[Stored data]
--

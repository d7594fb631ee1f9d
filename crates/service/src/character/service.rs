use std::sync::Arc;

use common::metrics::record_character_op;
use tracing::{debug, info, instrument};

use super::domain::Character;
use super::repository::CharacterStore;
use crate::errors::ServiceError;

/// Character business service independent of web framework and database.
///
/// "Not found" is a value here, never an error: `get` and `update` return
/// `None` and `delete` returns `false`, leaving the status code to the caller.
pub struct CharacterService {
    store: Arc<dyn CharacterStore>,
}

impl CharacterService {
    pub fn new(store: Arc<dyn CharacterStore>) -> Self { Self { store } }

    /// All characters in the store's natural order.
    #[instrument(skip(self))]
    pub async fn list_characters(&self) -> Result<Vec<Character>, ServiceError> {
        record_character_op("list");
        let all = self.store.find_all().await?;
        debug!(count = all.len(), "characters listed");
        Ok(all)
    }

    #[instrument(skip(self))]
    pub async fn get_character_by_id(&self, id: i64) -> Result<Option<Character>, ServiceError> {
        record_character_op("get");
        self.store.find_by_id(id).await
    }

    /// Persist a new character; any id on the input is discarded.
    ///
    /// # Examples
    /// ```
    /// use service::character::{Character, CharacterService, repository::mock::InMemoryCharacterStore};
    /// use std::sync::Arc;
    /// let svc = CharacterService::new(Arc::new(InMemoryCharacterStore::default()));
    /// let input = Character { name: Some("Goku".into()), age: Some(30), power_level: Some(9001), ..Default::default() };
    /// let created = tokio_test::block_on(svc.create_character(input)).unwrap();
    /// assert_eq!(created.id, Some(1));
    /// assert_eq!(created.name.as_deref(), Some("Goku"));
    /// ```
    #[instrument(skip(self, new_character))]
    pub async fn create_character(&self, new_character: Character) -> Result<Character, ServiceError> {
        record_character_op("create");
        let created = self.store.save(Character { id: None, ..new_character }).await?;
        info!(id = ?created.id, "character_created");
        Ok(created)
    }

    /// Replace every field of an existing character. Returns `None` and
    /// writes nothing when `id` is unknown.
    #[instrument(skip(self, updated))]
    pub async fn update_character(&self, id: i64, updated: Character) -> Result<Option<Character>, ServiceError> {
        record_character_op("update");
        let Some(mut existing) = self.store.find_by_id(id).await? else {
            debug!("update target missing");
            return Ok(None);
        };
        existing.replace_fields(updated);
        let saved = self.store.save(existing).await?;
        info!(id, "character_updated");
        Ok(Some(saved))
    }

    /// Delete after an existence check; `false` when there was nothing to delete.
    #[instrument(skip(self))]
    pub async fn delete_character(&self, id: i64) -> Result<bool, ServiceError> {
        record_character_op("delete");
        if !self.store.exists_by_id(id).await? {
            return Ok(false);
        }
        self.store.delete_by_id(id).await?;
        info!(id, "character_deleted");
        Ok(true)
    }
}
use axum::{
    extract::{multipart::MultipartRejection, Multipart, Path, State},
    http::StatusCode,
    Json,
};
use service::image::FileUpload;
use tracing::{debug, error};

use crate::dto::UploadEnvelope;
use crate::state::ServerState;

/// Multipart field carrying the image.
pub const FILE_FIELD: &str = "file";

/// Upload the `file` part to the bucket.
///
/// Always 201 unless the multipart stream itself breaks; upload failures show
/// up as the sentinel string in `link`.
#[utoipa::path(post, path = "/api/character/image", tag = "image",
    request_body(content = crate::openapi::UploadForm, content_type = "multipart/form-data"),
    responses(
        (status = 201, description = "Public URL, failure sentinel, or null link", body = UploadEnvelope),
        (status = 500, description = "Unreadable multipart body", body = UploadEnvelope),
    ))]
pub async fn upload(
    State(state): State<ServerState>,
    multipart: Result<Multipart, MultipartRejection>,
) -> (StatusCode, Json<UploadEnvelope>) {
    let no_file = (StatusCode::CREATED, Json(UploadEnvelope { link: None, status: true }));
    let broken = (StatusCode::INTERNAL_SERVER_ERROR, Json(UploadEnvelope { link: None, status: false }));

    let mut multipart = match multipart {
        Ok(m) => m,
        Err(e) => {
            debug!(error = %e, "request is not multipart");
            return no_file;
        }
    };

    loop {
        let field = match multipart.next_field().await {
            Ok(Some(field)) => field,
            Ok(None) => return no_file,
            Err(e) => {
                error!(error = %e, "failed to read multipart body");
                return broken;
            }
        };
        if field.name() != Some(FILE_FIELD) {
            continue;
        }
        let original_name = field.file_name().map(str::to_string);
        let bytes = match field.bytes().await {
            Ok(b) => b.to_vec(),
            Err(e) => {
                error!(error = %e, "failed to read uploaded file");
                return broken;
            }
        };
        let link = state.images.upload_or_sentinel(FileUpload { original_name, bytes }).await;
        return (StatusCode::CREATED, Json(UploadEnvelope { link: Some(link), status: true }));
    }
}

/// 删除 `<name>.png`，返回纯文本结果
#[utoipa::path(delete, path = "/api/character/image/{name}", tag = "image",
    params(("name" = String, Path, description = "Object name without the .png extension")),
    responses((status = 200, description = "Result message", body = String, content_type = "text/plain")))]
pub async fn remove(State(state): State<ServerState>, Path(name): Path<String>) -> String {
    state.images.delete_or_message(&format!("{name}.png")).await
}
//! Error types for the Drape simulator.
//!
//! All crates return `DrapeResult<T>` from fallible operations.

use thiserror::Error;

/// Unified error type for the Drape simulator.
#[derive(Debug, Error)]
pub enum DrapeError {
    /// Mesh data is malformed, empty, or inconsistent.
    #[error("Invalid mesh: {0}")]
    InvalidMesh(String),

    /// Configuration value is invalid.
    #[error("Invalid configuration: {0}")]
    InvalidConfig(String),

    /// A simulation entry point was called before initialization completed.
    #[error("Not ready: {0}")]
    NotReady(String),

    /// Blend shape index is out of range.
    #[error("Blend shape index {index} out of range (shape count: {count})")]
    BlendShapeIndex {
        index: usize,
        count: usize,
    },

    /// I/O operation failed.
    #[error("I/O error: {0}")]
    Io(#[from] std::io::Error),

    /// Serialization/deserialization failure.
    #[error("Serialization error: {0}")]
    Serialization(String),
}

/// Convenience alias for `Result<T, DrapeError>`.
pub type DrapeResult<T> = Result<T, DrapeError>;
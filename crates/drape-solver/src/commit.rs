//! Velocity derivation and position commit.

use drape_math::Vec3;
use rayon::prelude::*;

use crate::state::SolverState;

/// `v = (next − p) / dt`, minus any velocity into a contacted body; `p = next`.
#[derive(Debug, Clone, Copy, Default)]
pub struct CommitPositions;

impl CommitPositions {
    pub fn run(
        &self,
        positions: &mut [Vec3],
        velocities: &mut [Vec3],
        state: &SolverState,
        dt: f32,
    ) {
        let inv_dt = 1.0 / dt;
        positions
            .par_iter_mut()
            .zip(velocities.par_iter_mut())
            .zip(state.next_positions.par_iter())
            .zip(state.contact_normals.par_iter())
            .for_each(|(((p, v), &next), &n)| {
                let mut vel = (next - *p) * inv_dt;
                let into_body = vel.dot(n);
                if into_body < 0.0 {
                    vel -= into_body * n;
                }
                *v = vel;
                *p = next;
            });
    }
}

--

# [Exercise requirements]
Each entry above is to be copied out exactly as written.

# [Answer for the task]
repository d7594fb631ee1f9d
filename crates/service/src/character/service.rs
use std::sync::Arc;

use common::metrics::record_character_op;
use tracing::{debug, info, instrument};

use super::domain::Character;
use super::repository::CharacterStore;
use crate::errors::ServiceError;

/// Character business service independent of web framework and database.
///
/// "Not found" is a value here, never an error: `get` and `update` return
/// `None` and `delete` returns `false`, leaving the status code to the caller.
pub struct CharacterService {
    store: Arc<dyn CharacterStore>,
}

impl CharacterService {
    pub fn new(store: Arc<dyn CharacterStore>) -> Self { Self { store } }

    /// All characters in the store's natural order.
    #[instrument(skip(self))]
    pub async fn list_characters(&self) -> Result<Vec<Character>, ServiceError> {
        record_character_op("list");
        let all = self.store.find_all().await?;
        debug!(count = all.len(), "characters listed");
        Ok(all)
    }

    #[instrument(skip(self))]
    pub async fn get_character_by_id(&self, id: i64) -> Result<Option<Character>, ServiceError> {
        record_character_op("get");
        self.store.find_by_id(id).await
    }

    /// Persist a new character; any id on the input is discarded.
    ///
    /// # Examples
    /// ```
    /// use service::character::{Character, CharacterService, repository::mock::InMemoryCharacterStore};
    /// use std::sync::Arc;
    /// let svc = CharacterService::new(Arc::new(InMemoryCharacterStore::default()));
    /// let input = Character { name: Some("Goku".into()), age: Some(30), power_level: Some(9001), ..Default::default() };
    /// let created = tokio_test::block_on(svc.create_character(input)).unwrap();
    /// assert_eq!(created.id, Some(1));
    /// assert_eq!(created.name.as_deref(), Some("Goku"));
    /// ```
    #[instrument(skip(self, new_character))]
    pub async fn create_character(&self, new_character: Character) -> Result<Character, ServiceError> {
        record_character_op("create");
        let created = self.store.save(Character { id: None, ..new_character }).await?;
        info!(id = ?created.id, "character_created");
        Ok(created)
    }

    /// Replace every field of an existing character. Returns `None` and
    /// writes nothing when `id` is unknown.
    #[instrument(skip(self, updated))]
    pub async fn update_character(&self, id: i64, updated: Character) -> Result<Option<Character>, ServiceError> {
        record_character_op("update");
        let Some(mut existing) = self.store.find_by_id(id).await? else {
            debug!("update target missing");
            return Ok(None);
        };
        existing.replace_fields(updated);
        let saved = self.store.save(existing).await?;
        info!(id, "character_updated");
        Ok(Some(saved))
    }

    /// Delete after an existence check; `false` when there was nothing to delete.
    #[instrument(skip(self))]
    pub async fn delete_character(&self, id: i64) -> Result<bool, ServiceError> {
        record_character_op("delete");
        if !self.store.exists_by_id(id).await? {
            return Ok(false);
        }
        self.store.delete_by_id(id).await?;
        info!(id, "character_deleted");
        Ok(true)
    }
}
use axum::{
    extract::{multipart::MultipartRejection, Multipart, Path, State},
    http::StatusCode,
    Json,
};
use service::image::FileUpload;
use tracing::{debug, error};

use crate::dto::UploadEnvelope;
use crate::state::ServerState;

/// Multipart field carrying the image.
pub const FILE_FIELD: &str = "file";

/// Upload the `file` part to the bucket.
///
/// Always 201 unless the multipart stream itself breaks; upload failures show
/// up as the sentinel string in `link`.
#[utoipa::path(post, path = "/api/character/image", tag = "image",
    request_body(content = crate::openapi::UploadForm, content_type = "multipart/form-data"),
    responses(
        (status = 201, description = "Public URL, failure sentinel, or null link", body = UploadEnvelope),
        (status = 500, description = "Unreadable multipart body", body = UploadEnvelope),
    ))]
pub async fn upload(
    State(state): State<ServerState>,
    multipart: Result<Multipart, MultipartRejection>,
) -> (StatusCode, Json<UploadEnvelope>) {
    let no_file = (StatusCode::CREATED, Json(UploadEnvelope { link: None, status: true }));
    let broken = (StatusCode::INTERNAL_SERVER_ERROR, Json(UploadEnvelope { link: None, status: false }));

    let mut multipart = match multipart {
        Ok(m) => m,
        Err(e) => {
            debug!(error = %e, "request is not multipart");
            return no_file;
        }
    };

    loop {
        let field = match multipart.next_field().await {
            Ok(Some(field)) => field,
            Ok(None) => return no_file,
            Err(e) => {
                error!(error = %e, "failed to read multipart body");
                return broken;
            }
        };
        if field.name() != Some(FILE_FIELD) {
            continue;
        }
        let original_name = field.file_name().map(str::to_string);
        let bytes = match field.bytes().await {
            Ok(b) => b.to_vec(),
            Err(e) => {
                error!(error = %e, "failed to read uploaded file");
                return broken;
            }
        };
        let link = state.images.upload_or_sentinel(FileUpload { original_name, bytes }).await;
        return (StatusCode::CREATED, Json(UploadEnvelope { link: Some(link), status: true }));
    }
}

/// 删除 `<name>.png`，返回纯文本结果
#[utoipa::path(delete, path = "/api/character/image/{name}", tag = "image",
    params(("name" = String, Path, description = "Object name without the .png extension")),
    responses((status = 200, description = "Result message", body = String, content_type = "text/plain")))]
pub async fn remove(State(state): State<ServerState>, Path(name): Path<String>) -> String {
    state.images.delete_or_message(&format!("{name}.png")).await
}
//! Error types for the Drape simulator.
//!
//! All crates return `DrapeResult<T>` from fallible operations.

use thiserror::Error;

/// Unified error type for the Drape simulator.
#[derive(Debug, Error)]
pub enum DrapeError {
    /// Mesh data is malformed, empty, or inconsistent.
    #[error("Invalid mesh: {0}")]
    InvalidMesh(String),

    /// Configuration value is invalid.
    #[error("Invalid configuration: {0}")]
    InvalidConfig(String),

    /// A simulation entry point was called before initialization completed.
    #[error("Not ready: {0}")]
    NotReady(String),

    /// Blend shape index is out of range.
    #[error("Blend shape index {index} out of range (shape count: {count})")]
    BlendShapeIndex {
        index: usize,
        count: usize,
    },

    /// I/O operation failed.
    #[error("I/O error: {0}")]
    Io(#[from] std::io::Error),

    /// Serialization/deserialization failure.
    #[error("Serialization error: {0}")]
    Serialization(String),
}

/// Convenience alias for `Result<T, DrapeError>`.
pub type DrapeResult<T> = Result<T, DrapeError>;
filename crates/drape-solver/src/commit.rs
//! Velocity derivation and position commit.

use drape_math::Vec3;
use rayon::prelude::*;

use crate::state::SolverState;

/// `v = (next − p) / dt`, minus any velocity into a contacted body; `p = next`.
#[derive(Debug, Clone, Copy, Default)]
pub struct CommitPositions;

impl CommitPositions {
    pub fn run(
        &self,
        positions: &mut [Vec3],
        velocities: &mut [Vec3],
        state: &SolverState,
        dt: f32,
    ) {
        let inv_dt = 1.0 / dt;
        positions
            .par_iter_mut()
            .zip(velocities.par_iter_mut())
            .zip(state.next_positions.par_iter())
            .zip(state.contact_normals.par_iter())
            .for_each(|(((p, v), &next), &n)| {
                let mut vel = (next - *p) * inv_dt;
                let into_body = vel.dot(n);
                if into_body < 0.0 {
                    vel -= into_body * n;
                }
                *v = vel;
                *p = next;
            });
    }
}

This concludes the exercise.